BEGIN Record extracts

//! Rehydration from file storage and storage failure handling.

#![allow(clippy::unwrap_used)]

use std::fs;

use ecosankalp_core::{OrderStatus, ProductId, QueryId, QueryStatus, UserRole};
use ecosankalp_integration_tests::{file_store, password};
use ecosankalp_store::models::QueryDraft;
use ecosankalp_store::storage::Slot;
use ecosankalp_store::{DomainStore, KeyValueStore, StorageError, StoreConfig};

#[test]
fn test_restart_restores_every_slot() {
    let dir = tempfile::tempdir().unwrap();

    let (user, order_id, query_id) = {
        let mut store = file_store(dir.path());
        let user = store
            .login("jane.doe@example.com", &password(), UserRole::Citizen)
            .unwrap();
        store
            .add_catalog_product_to_cart(&ProductId::new("p2"), true)
            .unwrap();
        let items = store.cart().to_vec();
        let order = store.create_order(&user.id, &items).unwrap();
        store.update_order_status(&order.id, OrderStatus::Shipped).unwrap();
        let query = store
            .add_query(QueryDraft {
                name: "Jane".to_owned(),
                email: "jane.doe@example.com".to_owned(),
                subject: "Bin request".to_owned(),
                message: "Please send a green bin.".to_owned(),
            })
            .unwrap();
        store.close_query(&QueryId::new("q1"));
        (user, order.id, query.id)
    };

    let store = file_store(dir.path());

    assert_eq!(store.user(), Some(&user));
    assert_eq!(store.cart().len(), 1);
    assert!(store.cart().first().unwrap().use_green_points);
    assert_eq!(store.order(&order_id).unwrap().status, OrderStatus::Shipped);
    assert_eq!(store.query(&query_id).unwrap().status, QueryStatus::Open);
    assert_eq!(
        store.query(&QueryId::new("q1")).unwrap().status,
        QueryStatus::Closed
    );
    assert_eq!(store.queries().count(), 3);
    assert!(!store.is_persistence_degraded());
}

#[test]
fn test_logout_survives_restart() {
    let dir = tempfile::tempdir().unwrap();
    {
        let mut store = file_store(dir.path());
        store
            .login("crew@example.com", &password(), UserRole::Worker)
            .unwrap();
        store.logout();
    }
    let store = file_store(dir.path());
    assert!(store.user().is_none());
    assert!(store.cart().is_empty());
}

#[test]
fn test_corrupt_slots_fall_back_independently() {
    let dir = tempfile::tempdir().unwrap();
    {
        let mut store = file_store(dir.path());
        store
            .login("jane@example.com", &password(), UserRole::Citizen)
            .unwrap();
        store
            .add_catalog_product_to_cart(&ProductId::new("p1"), false)
            .unwrap();
        store.close_query(&QueryId::new("q1"));
    }

    // garbage in one slot, a future schema in another
    fs::write(dir.path().join("es_cart.json"), "{ not json").unwrap();
    fs::write(
        dir.path().join("es_queries.json"),
        r#"{"version": 99, "data": []}"#,
    )
    .unwrap();

    let store = file_store(dir.path());

    assert!(store.user().is_some());
    assert!(store.cart().is_empty());
    assert_eq!(store.queries().count(), 2);
    assert_eq!(store.open_query_count(), 2);
    assert_eq!(store.orders().count(), 0);
}

#[test]
fn test_slot_payloads_are_versioned_envelopes() {
    let dir = tempfile::tempdir().unwrap();
    let mut store = file_store(dir.path());
    store
        .login("jane@example.com", &password(), UserRole::Citizen)
        .unwrap();

    let raw = fs::read_to_string(dir.path().join(format!("{}.json", Slot::User.key()))).unwrap();
    let value: serde_json::Value = serde_json::from_str(&raw).unwrap();
    assert_eq!(value["version"], 1);
    assert_eq!(value["data"]["name"], "Jane");
    assert_eq!(value["data"]["greenPoints"], 350);
}

/// Backend that accepts reads and refuses every write.
struct ReadOnlyStorage;

impl KeyValueStore for ReadOnlyStorage {
    fn get(&self, _key: &str) -> Result<Option<String>, StorageError> {
        Ok(None)
    }

    fn set(&mut self, _key: &str, _value: &str) -> Result<(), StorageError> {
        Err(StorageError::Unavailable("read-only".to_owned()))
    }

    fn remove(&mut self, _key: &str) -> Result<(), StorageError> {
        Err(StorageError::Unavailable("read-only".to_owned()))
    }
}

#[test]
fn test_write_failure_keeps_session_running_in_memory() {
    let mut store = DomainStore::load(ReadOnlyStorage, &StoreConfig::default());

    let user = store
        .login("jane@example.com", &password(), UserRole::Citizen)
        .unwrap();
    assert!(store.is_persistence_degraded());

    store
        .add_catalog_product_to_cart(&ProductId::new("p4"), false)
        .unwrap();
    let items = store.cart().to_vec();
    store.create_order(&user.id, &items).unwrap();

    assert_eq!(store.user(), Some(&user));
    assert_eq!(store.orders().count(), 1);
}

END Record extracts

# Goal of the exercise
Out of the preceding entries, pull each line that contains the word "false".

# Response below
            .add_catalog_product_to_cart(&ProductId::new("p1"), false)
        .add_catalog_product_to_cart(&ProductId::new("p4"), false)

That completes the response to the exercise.